-- What needs to be done --
One part of the entries below is wanted: the lines from the one containing "pub const MAX_NANOS: i32 = Self::NS - 1;" through the one containing "pub fn new(seconds: i64, nanos: i32)". Write those out exactly and nothing else.

-- Given records --
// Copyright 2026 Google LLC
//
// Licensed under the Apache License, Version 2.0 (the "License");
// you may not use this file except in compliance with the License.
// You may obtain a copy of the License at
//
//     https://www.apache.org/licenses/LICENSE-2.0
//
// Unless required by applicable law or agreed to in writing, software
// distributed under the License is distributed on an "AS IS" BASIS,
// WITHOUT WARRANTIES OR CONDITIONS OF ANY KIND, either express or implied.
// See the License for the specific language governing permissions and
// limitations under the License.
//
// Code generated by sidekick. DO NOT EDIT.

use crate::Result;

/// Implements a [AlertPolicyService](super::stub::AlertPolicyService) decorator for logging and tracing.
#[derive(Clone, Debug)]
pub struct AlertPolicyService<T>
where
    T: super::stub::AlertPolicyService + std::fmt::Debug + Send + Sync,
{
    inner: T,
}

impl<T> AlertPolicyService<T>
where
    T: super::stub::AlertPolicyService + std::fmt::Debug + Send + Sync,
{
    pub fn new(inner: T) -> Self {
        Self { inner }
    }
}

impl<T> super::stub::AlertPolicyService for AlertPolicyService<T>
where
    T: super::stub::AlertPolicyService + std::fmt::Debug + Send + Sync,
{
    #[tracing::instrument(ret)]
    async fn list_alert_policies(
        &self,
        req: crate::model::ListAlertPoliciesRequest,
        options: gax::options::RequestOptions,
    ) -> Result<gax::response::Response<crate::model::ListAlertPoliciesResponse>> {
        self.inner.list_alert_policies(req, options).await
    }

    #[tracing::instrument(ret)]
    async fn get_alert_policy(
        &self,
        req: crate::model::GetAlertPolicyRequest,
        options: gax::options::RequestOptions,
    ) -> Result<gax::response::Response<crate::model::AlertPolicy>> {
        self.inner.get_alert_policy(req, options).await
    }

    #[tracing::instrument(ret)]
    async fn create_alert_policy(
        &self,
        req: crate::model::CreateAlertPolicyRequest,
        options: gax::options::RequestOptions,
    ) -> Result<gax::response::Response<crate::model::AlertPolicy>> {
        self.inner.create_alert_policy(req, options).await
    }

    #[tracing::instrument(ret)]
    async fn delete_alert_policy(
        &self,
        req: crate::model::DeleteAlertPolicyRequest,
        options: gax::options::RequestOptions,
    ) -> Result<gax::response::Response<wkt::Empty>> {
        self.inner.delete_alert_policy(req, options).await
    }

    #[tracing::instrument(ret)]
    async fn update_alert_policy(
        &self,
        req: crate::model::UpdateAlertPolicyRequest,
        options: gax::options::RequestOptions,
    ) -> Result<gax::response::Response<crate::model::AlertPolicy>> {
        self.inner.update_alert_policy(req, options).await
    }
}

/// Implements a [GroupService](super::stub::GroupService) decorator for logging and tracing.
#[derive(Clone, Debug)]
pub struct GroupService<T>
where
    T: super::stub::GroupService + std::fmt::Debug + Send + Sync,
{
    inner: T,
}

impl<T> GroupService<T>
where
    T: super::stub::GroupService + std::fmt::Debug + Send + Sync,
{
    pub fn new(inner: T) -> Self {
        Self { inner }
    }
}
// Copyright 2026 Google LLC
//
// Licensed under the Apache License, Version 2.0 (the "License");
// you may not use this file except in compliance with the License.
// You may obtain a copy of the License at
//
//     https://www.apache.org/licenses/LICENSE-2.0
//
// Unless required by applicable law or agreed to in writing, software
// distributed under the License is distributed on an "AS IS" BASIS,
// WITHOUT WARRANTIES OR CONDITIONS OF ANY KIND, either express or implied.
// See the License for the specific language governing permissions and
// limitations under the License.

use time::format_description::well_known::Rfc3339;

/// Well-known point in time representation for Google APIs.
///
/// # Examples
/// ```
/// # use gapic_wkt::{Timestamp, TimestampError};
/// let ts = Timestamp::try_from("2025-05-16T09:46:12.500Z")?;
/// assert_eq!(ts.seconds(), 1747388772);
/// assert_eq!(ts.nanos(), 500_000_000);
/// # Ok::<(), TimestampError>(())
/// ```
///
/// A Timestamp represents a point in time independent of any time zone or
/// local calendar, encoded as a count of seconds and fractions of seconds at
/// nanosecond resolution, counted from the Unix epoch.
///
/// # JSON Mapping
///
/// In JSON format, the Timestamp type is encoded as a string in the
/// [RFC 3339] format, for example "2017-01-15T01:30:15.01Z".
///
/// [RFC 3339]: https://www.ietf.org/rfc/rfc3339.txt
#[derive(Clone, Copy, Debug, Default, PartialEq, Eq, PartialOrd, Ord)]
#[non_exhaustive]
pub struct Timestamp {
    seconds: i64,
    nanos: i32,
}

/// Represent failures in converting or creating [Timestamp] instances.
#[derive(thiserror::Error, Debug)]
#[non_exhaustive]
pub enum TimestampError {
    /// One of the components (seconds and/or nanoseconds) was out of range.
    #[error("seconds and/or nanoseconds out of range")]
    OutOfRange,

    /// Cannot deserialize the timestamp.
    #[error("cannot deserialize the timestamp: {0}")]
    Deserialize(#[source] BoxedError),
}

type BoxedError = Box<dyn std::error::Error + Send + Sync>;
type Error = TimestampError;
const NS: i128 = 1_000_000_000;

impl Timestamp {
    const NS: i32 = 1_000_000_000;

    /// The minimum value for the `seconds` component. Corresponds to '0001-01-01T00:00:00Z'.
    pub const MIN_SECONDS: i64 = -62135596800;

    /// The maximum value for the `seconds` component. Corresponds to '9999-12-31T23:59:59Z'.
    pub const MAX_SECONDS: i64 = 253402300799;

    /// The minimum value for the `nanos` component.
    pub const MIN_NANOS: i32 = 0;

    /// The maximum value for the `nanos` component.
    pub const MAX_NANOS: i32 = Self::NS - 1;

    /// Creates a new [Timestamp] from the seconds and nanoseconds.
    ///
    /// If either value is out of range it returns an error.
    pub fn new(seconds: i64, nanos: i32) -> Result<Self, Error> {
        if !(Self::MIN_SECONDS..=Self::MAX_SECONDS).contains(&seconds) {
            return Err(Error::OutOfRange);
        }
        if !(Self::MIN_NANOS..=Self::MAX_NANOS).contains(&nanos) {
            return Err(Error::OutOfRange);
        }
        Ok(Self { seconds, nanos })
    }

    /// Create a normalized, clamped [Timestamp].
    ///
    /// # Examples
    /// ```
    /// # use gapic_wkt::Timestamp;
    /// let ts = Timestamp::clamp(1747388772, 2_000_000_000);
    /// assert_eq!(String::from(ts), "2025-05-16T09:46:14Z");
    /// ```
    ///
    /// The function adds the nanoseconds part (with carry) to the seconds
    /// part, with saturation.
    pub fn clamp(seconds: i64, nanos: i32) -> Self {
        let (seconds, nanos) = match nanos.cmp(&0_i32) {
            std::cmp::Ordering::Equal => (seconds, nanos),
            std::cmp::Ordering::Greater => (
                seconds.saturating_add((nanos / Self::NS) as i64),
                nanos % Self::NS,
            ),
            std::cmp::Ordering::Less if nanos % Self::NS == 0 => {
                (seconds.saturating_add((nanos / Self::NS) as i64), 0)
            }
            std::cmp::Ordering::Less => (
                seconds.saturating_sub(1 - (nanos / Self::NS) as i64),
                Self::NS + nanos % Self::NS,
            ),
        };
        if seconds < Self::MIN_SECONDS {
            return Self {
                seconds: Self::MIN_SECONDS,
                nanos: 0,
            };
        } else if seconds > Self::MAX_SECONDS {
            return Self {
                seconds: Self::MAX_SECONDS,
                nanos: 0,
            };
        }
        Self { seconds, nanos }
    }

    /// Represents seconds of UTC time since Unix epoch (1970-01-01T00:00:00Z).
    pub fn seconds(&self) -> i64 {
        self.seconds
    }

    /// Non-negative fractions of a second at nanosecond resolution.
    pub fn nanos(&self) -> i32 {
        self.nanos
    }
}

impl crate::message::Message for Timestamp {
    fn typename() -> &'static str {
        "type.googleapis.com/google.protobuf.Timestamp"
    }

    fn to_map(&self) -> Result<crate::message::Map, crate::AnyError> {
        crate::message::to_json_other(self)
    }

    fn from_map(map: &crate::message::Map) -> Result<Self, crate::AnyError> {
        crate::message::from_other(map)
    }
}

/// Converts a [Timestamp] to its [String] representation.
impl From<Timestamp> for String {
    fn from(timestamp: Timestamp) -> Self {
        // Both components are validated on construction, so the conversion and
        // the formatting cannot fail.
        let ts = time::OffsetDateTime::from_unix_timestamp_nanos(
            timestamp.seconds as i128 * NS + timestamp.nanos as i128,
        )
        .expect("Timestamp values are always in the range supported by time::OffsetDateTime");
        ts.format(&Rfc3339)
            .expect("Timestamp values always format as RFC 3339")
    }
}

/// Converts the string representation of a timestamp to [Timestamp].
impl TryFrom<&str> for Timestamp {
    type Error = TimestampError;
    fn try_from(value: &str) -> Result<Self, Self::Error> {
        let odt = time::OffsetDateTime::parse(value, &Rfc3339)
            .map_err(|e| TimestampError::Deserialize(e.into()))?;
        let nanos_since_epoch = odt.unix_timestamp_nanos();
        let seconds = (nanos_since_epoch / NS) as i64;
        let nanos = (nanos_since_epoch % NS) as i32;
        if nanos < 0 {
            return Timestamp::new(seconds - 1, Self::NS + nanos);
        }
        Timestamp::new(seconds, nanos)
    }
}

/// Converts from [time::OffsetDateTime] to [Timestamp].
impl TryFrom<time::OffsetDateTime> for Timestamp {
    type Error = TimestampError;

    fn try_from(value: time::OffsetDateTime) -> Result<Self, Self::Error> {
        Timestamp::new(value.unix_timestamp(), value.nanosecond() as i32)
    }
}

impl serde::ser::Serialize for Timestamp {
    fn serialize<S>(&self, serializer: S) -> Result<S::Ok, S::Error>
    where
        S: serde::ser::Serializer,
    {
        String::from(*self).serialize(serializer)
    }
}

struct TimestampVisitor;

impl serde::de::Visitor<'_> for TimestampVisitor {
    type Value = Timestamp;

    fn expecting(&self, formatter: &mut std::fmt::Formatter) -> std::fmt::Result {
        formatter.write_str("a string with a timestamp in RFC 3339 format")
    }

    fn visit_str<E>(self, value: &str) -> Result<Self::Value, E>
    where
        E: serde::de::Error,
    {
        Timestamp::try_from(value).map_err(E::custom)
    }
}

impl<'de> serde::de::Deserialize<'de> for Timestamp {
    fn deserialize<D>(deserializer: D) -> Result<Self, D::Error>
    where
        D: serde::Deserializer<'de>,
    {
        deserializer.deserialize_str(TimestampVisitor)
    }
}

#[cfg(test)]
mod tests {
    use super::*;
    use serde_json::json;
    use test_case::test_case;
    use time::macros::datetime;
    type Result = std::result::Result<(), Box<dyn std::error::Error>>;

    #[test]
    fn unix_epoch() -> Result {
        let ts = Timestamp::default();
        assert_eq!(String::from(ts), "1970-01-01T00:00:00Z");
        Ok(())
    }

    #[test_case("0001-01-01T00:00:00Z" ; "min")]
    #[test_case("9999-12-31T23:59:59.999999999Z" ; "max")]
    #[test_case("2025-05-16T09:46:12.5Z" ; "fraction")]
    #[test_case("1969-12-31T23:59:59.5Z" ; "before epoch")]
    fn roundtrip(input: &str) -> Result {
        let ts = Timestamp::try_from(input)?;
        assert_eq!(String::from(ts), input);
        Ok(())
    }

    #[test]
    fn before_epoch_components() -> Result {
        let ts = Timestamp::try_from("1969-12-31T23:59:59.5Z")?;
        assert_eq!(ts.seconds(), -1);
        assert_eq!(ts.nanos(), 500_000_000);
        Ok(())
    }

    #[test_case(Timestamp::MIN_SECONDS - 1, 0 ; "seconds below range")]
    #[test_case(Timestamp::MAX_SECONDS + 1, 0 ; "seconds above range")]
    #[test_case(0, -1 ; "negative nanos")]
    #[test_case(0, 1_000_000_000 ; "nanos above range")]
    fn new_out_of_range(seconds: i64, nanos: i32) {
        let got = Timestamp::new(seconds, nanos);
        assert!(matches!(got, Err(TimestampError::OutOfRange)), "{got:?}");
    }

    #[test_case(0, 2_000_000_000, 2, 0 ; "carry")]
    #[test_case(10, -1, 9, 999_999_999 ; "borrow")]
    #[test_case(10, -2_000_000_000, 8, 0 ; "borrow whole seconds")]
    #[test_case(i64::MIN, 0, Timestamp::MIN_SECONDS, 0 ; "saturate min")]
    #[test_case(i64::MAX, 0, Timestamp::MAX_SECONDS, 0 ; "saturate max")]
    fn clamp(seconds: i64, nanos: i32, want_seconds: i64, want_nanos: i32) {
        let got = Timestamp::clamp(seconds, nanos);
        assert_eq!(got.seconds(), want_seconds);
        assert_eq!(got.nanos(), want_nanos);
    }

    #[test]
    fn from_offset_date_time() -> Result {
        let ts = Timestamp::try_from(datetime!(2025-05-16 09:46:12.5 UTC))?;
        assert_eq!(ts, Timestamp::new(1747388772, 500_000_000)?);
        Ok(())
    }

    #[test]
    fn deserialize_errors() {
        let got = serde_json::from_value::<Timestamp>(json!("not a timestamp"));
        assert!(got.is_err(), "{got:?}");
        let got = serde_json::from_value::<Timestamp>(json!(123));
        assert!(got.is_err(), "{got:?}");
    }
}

-- Response --
    pub const MAX_NANOS: i32 = Self::NS - 1;

    /// Creates a new [Timestamp] from the seconds and nanoseconds.
    ///
    /// If either value is out of range it returns an error.
    pub fn new(seconds: i64, nanos: i32) -> Result<Self, Error> {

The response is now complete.